[Opening PROVIDED DATA section]

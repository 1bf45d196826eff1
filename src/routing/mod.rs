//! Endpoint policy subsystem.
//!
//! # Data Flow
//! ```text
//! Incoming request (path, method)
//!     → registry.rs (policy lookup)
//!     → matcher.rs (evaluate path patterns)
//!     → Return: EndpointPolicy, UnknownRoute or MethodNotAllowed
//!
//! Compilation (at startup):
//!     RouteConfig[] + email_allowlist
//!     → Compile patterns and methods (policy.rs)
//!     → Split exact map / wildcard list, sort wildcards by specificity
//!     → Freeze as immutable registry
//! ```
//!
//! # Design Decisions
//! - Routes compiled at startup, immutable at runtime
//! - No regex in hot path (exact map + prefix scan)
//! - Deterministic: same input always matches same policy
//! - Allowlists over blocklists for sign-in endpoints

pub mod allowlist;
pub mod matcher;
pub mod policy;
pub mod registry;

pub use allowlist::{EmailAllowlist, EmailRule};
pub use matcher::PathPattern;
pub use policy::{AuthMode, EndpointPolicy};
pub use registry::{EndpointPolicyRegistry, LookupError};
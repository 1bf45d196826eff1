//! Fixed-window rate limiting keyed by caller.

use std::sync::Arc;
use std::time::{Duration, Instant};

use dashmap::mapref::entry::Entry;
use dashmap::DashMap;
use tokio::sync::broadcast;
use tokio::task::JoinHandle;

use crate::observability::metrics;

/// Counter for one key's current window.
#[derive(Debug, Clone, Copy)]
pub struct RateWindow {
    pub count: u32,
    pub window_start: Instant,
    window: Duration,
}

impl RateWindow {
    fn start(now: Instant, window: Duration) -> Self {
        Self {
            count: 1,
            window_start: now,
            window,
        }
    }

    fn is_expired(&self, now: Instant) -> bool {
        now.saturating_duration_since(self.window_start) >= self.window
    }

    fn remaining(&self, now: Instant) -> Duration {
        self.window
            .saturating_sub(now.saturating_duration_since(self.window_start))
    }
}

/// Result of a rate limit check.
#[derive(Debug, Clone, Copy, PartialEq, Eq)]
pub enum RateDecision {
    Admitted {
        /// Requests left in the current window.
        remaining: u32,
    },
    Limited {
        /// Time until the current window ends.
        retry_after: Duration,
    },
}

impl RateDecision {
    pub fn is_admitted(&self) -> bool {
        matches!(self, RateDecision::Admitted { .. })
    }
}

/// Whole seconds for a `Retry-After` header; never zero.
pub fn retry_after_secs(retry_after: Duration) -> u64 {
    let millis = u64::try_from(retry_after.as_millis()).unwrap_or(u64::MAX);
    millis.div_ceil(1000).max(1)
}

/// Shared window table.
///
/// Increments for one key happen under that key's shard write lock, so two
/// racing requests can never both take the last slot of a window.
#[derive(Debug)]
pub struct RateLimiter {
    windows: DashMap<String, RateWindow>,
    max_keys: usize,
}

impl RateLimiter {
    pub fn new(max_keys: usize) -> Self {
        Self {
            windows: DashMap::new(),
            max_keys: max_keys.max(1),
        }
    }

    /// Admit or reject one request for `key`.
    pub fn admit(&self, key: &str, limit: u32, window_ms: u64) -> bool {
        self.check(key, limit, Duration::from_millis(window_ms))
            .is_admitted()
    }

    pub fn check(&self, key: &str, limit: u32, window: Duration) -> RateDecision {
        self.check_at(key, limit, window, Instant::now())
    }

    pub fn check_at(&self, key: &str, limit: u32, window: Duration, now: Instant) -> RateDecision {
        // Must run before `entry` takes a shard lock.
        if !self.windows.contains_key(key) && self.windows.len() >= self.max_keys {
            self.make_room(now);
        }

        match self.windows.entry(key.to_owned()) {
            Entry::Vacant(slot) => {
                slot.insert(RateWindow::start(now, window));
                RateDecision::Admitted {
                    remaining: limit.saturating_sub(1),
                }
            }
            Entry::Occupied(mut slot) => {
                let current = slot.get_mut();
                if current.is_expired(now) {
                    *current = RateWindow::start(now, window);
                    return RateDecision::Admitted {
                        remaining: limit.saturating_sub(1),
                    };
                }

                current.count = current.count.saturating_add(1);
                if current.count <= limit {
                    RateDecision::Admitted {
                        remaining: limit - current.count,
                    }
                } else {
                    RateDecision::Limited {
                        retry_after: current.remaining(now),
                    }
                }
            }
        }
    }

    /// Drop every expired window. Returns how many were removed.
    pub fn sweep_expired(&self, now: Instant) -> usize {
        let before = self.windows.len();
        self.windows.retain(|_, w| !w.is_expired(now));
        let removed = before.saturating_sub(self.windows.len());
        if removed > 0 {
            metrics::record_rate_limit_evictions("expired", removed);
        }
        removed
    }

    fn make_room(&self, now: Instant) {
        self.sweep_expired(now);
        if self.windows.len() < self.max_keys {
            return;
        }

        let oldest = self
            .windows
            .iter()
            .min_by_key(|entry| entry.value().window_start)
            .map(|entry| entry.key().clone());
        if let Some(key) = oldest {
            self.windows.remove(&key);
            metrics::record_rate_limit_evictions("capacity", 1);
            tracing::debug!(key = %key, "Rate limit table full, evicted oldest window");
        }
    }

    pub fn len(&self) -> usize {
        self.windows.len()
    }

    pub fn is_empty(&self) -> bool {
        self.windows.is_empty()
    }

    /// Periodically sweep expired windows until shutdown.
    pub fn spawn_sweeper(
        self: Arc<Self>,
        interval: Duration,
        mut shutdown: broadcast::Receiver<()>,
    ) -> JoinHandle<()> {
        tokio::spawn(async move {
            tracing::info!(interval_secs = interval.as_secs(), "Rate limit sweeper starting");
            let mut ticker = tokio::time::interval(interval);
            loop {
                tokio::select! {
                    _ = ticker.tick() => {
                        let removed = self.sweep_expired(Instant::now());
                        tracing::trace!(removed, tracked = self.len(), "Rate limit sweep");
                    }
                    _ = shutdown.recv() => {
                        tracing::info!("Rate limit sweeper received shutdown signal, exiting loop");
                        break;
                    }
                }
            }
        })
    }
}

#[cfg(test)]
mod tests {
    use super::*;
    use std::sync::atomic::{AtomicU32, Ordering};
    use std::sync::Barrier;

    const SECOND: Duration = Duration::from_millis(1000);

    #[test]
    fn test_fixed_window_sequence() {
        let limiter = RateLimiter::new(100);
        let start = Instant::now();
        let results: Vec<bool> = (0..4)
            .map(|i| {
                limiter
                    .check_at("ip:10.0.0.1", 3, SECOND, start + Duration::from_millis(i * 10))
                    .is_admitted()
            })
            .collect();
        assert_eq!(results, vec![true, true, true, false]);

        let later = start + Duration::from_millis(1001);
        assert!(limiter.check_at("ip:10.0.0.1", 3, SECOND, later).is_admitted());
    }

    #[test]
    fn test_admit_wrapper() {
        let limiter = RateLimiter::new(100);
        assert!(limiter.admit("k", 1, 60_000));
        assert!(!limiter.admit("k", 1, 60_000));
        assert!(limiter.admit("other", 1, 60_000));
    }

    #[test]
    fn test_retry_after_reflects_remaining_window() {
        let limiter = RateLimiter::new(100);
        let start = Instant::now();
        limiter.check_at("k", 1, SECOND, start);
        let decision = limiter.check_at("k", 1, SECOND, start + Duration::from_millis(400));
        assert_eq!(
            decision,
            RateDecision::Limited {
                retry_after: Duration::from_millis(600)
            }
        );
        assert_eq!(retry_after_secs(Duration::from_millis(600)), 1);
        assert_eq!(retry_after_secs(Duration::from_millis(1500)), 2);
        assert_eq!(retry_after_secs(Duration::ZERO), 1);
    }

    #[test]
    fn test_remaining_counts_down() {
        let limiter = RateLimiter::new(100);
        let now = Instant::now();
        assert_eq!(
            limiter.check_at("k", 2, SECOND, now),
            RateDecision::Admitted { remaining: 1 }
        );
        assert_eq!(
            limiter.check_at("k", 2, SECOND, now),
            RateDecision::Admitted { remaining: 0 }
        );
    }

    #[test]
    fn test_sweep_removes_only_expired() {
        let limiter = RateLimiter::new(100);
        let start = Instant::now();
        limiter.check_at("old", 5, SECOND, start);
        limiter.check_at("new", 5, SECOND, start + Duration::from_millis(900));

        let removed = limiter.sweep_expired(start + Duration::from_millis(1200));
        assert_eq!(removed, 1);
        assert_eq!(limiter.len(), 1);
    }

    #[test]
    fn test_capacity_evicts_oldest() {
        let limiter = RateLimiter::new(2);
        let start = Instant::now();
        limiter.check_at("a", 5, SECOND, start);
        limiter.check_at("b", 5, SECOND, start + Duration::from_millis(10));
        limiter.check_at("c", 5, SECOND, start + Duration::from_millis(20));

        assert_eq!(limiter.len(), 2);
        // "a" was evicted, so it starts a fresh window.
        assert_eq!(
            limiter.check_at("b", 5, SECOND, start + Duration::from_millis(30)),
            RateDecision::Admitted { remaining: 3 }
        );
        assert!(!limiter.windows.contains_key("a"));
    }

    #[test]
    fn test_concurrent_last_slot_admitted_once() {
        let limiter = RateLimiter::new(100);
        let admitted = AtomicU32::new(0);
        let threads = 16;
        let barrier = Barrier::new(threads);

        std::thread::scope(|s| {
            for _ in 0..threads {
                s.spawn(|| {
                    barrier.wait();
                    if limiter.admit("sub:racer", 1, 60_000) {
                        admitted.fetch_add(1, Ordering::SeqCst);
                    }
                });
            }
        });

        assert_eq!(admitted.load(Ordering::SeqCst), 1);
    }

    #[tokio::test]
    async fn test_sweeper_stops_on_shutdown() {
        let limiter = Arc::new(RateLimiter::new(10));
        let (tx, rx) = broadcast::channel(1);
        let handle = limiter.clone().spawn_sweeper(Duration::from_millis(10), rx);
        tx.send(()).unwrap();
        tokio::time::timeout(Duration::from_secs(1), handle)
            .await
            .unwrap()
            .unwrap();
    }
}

[Closing PROVIDED DATA section]
[Opening PROVIDED DATA section]

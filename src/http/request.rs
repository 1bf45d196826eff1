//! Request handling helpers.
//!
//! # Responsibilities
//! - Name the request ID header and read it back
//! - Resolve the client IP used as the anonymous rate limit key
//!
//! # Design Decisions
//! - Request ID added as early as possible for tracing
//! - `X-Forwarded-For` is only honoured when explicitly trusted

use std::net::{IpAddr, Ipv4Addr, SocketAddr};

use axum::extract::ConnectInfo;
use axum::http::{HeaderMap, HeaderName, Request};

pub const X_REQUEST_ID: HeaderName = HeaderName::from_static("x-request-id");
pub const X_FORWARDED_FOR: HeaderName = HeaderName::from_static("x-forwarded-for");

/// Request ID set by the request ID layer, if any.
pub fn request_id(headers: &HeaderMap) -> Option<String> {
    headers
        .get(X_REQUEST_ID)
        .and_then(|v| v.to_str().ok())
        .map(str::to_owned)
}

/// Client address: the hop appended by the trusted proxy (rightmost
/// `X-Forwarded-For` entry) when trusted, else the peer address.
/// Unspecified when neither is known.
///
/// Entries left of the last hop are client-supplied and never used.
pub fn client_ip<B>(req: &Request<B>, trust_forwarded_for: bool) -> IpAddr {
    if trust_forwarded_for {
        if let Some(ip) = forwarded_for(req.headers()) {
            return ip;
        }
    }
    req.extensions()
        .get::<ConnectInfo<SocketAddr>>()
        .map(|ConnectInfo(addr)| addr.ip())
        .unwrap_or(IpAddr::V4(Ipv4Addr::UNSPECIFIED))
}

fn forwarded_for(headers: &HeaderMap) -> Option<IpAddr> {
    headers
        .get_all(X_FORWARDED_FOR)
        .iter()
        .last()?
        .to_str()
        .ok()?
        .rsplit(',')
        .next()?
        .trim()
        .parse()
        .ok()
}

[Closing PROVIDED DATA section]

* _WHAT THE TASK ASKS_
Only lines containing the word "JoinHandle" matter here: count them in the entries and give the number, nothing else.

* _ANSWER SPACE_
2